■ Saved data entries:
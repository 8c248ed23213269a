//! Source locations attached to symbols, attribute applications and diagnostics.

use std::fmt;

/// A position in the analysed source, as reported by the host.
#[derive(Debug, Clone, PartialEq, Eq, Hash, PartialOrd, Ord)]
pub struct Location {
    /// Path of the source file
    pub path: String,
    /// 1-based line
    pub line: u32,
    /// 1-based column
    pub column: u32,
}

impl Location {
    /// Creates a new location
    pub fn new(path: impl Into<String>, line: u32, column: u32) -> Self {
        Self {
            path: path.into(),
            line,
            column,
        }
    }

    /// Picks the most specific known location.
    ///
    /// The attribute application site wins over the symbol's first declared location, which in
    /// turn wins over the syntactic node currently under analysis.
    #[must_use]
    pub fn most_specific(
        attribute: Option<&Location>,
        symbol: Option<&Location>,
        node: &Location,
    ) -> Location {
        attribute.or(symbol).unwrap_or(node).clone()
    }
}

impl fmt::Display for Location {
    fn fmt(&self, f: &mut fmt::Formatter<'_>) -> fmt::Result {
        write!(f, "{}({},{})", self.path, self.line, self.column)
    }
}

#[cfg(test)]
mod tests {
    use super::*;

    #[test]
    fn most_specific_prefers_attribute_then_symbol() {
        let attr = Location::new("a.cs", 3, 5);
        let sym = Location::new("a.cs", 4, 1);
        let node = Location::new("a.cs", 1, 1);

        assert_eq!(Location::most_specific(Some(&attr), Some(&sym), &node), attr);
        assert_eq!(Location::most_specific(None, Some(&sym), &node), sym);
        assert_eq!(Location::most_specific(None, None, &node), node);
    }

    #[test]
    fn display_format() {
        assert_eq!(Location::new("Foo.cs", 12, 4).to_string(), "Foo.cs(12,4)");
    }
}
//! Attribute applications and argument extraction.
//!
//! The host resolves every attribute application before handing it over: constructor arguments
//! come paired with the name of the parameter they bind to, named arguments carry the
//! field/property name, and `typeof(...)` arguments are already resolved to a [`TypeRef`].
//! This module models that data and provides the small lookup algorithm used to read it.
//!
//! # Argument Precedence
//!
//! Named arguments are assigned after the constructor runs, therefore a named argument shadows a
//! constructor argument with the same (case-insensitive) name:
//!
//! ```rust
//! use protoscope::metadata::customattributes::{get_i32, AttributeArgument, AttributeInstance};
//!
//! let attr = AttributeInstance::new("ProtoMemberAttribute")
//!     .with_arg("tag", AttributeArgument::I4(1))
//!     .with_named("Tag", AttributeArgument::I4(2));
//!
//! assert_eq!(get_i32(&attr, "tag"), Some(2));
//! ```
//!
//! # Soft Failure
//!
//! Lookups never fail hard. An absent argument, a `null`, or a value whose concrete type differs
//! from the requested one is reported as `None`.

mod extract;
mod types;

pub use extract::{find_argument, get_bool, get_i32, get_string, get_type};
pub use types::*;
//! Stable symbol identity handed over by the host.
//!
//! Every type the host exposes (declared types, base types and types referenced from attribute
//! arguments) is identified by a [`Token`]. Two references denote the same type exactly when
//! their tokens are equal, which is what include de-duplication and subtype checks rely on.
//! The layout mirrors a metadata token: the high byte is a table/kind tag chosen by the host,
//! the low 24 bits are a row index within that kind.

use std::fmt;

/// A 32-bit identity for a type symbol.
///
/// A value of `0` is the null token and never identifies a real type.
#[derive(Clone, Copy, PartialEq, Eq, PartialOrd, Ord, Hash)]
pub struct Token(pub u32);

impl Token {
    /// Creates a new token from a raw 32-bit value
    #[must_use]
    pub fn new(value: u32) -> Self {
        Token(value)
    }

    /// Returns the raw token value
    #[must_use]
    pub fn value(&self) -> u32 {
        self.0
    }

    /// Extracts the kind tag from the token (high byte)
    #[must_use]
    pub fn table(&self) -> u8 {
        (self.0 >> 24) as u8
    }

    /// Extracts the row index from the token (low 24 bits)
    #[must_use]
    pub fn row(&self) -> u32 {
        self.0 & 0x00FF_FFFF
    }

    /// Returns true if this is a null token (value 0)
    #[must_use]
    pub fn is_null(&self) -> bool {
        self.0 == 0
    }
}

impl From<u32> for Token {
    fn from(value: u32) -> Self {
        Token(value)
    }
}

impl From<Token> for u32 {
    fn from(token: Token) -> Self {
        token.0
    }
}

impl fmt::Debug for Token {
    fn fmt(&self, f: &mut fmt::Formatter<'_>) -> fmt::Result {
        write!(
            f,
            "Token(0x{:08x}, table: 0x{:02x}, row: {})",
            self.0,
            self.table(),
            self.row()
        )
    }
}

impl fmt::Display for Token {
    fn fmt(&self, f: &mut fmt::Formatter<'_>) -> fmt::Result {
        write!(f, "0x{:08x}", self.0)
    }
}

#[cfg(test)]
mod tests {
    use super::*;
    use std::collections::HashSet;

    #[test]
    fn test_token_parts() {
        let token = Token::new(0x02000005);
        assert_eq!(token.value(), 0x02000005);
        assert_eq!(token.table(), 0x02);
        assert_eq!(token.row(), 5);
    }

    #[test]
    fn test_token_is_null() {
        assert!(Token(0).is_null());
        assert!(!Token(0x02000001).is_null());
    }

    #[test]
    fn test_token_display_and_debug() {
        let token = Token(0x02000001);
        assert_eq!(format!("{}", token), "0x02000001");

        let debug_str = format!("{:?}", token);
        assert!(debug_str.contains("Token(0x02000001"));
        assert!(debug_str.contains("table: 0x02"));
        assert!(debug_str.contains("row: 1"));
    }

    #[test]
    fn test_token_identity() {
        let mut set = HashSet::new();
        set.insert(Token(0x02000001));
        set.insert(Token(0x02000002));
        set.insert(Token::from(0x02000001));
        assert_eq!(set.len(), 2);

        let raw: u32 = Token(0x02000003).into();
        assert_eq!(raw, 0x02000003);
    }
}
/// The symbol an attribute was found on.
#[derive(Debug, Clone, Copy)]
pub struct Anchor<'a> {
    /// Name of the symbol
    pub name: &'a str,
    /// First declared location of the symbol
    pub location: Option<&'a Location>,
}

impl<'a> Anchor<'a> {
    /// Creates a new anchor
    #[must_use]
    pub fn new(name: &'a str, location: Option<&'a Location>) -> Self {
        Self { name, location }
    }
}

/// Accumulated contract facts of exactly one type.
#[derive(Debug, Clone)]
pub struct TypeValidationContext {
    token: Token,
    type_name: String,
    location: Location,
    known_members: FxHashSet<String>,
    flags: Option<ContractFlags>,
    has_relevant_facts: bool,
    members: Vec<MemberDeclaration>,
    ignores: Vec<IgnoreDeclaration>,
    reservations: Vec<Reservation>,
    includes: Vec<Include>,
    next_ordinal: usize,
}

■ Directions: Output every line above so that it reads exactly as before.

■ Task output:
repository 8c248ed23213269a
//! Source locations attached to symbols, attribute applications and diagnostics.

use std::fmt;

/// A position in the analysed source, as reported by the host.
#[derive(Debug, Clone, PartialEq, Eq, Hash, PartialOrd, Ord)]
pub struct Location {
    /// Path of the source file
    pub path: String,
    /// 1-based line
    pub line: u32,
    /// 1-based column
    pub column: u32,
}

impl Location {
    /// Creates a new location
    pub fn new(path: impl Into<String>, line: u32, column: u32) -> Self {
        Self {
            path: path.into(),
            line,
            column,
        }
    }

    /// Picks the most specific known location.
    ///
    /// The attribute application site wins over the symbol's first declared location, which in
    /// turn wins over the syntactic node currently under analysis.
    #[must_use]
    pub fn most_specific(
        attribute: Option<&Location>,
        symbol: Option<&Location>,
        node: &Location,
    ) -> Location {
        attribute.or(symbol).unwrap_or(node).clone()
    }
}

impl fmt::Display for Location {
    fn fmt(&self, f: &mut fmt::Formatter<'_>) -> fmt::Result {
        write!(f, "{}({},{})", self.path, self.line, self.column)
    }
}

#[cfg(test)]
mod tests {
    use super::*;

    #[test]
    fn most_specific_prefers_attribute_then_symbol() {
        let attr = Location::new("a.cs", 3, 5);
        let sym = Location::new("a.cs", 4, 1);
        let node = Location::new("a.cs", 1, 1);

        assert_eq!(Location::most_specific(Some(&attr), Some(&sym), &node), attr);
        assert_eq!(Location::most_specific(None, Some(&sym), &node), sym);
        assert_eq!(Location::most_specific(None, None, &node), node);
    }

    #[test]
    fn display_format() {
        assert_eq!(Location::new("Foo.cs", 12, 4).to_string(), "Foo.cs(12,4)");
    }
}
//! Attribute applications and argument extraction.
//!
//! The host resolves every attribute application before handing it over: constructor arguments
//! come paired with the name of the parameter they bind to, named arguments carry the
//! field/property name, and `typeof(...)` arguments are already resolved to a [`TypeRef`].
//! This module models that data and provides the small lookup algorithm used to read it.
//!
//! # Argument Precedence
//!
//! Named arguments are assigned after the constructor runs, therefore a named argument shadows a
//! constructor argument with the same (case-insensitive) name:
//!
//! ```rust
//! use protoscope::metadata::customattributes::{get_i32, AttributeArgument, AttributeInstance};
//!
//! let attr = AttributeInstance::new("ProtoMemberAttribute")
//!     .with_arg("tag", AttributeArgument::I4(1))
//!     .with_named("Tag", AttributeArgument::I4(2));
//!
//! assert_eq!(get_i32(&attr, "tag"), Some(2));
//! ```
//!
//! # Soft Failure
//!
//! Lookups never fail hard. An absent argument, a `null`, or a value whose concrete type differs
//! from the requested one is reported as `None`.

mod extract;
mod types;

pub use extract::{find_argument, get_bool, get_i32, get_string, get_type};
pub use types::*;
//! Stable symbol identity handed over by the host.
//!
//! Every type the host exposes (declared types, base types and types referenced from attribute
//! arguments) is identified by a [`Token`]. Two references denote the same type exactly when
//! their tokens are equal, which is what include de-duplication and subtype checks rely on.
//! The layout mirrors a metadata token: the high byte is a table/kind tag chosen by the host,
//! the low 24 bits are a row index within that kind.

use std::fmt;

/// A 32-bit identity for a type symbol.
///
/// A value of `0` is the null token and never identifies a real type.
#[derive(Clone, Copy, PartialEq, Eq, PartialOrd, Ord, Hash)]
pub struct Token(pub u32);

impl Token {
    /// Creates a new token from a raw 32-bit value
    #[must_use]
    pub fn new(value: u32) -> Self {
        Token(value)
    }

    /// Returns the raw token value
    #[must_use]
    pub fn value(&self) -> u32 {
        self.0
    }

    /// Extracts the kind tag from the token (high byte)
    #[must_use]
    pub fn table(&self) -> u8 {
        (self.0 >> 24) as u8
    }

    /// Extracts the row index from the token (low 24 bits)
    #[must_use]
    pub fn row(&self) -> u32 {
        self.0 & 0x00FF_FFFF
    }

    /// Returns true if this is a null token (value 0)
    #[must_use]
    pub fn is_null(&self) -> bool {
        self.0 == 0
    }
}

impl From<u32> for Token {
    fn from(value: u32) -> Self {
        Token(value)
    }
}

impl From<Token> for u32 {
    fn from(token: Token) -> Self {
        token.0
    }
}

impl fmt::Debug for Token {
    fn fmt(&self, f: &mut fmt::Formatter<'_>) -> fmt::Result {
        write!(
            f,
            "Token(0x{:08x}, table: 0x{:02x}, row: {})",
            self.0,
            self.table(),
            self.row()
        )
    }
}

impl fmt::Display for Token {
    fn fmt(&self, f: &mut fmt::Formatter<'_>) -> fmt::Result {
        write!(f, "0x{:08x}", self.0)
    }
}

#[cfg(test)]
mod tests {
    use super::*;
    use std::collections::HashSet;

    #[test]
    fn test_token_parts() {
        let token = Token::new(0x02000005);
        assert_eq!(token.value(), 0x02000005);
        assert_eq!(token.table(), 0x02);
        assert_eq!(token.row(), 5);
    }

    #[test]
    fn test_token_is_null() {
        assert!(Token(0).is_null());
        assert!(!Token(0x02000001).is_null());
    }

    #[test]
    fn test_token_display_and_debug() {
        let token = Token(0x02000001);
        assert_eq!(format!("{}", token), "0x02000001");

        let debug_str = format!("{:?}", token);
        assert!(debug_str.contains("Token(0x02000001"));
        assert!(debug_str.contains("table: 0x02"));
        assert!(debug_str.contains("row: 1"));
    }

    #[test]
    fn test_token_identity() {
        let mut set = HashSet::new();
        set.insert(Token(0x02000001));
        set.insert(Token(0x02000002));
        set.insert(Token::from(0x02000001));
        assert_eq!(set.len(), 2);

        let raw: u32 = Token(0x02000003).into();
        assert_eq!(raw, 0x02000003);
    }
}
/// The symbol an attribute was found on.
#[derive(Debug, Clone, Copy)]
pub struct Anchor<'a> {
    /// Name of the symbol
    pub name: &'a str,
    /// First declared location of the symbol
    pub location: Option<&'a Location>,
}

impl<'a> Anchor<'a> {
    /// Creates a new anchor
    #[must_use]
    pub fn new(name: &'a str, location: Option<&'a Location>) -> Self {
        Self { name, location }
    }
}

/// Accumulated contract facts of exactly one type.
#[derive(Debug, Clone)]
pub struct TypeValidationContext {
    token: Token,
    type_name: String,
    location: Location,
    known_members: FxHashSet<String>,
    flags: Option<ContractFlags>,
    has_relevant_facts: bool,
    members: Vec<MemberDeclaration>,
    ignores: Vec<IgnoreDeclaration>,
    reservations: Vec<Reservation>,
    includes: Vec<Include>,
    next_ordinal: usize,
}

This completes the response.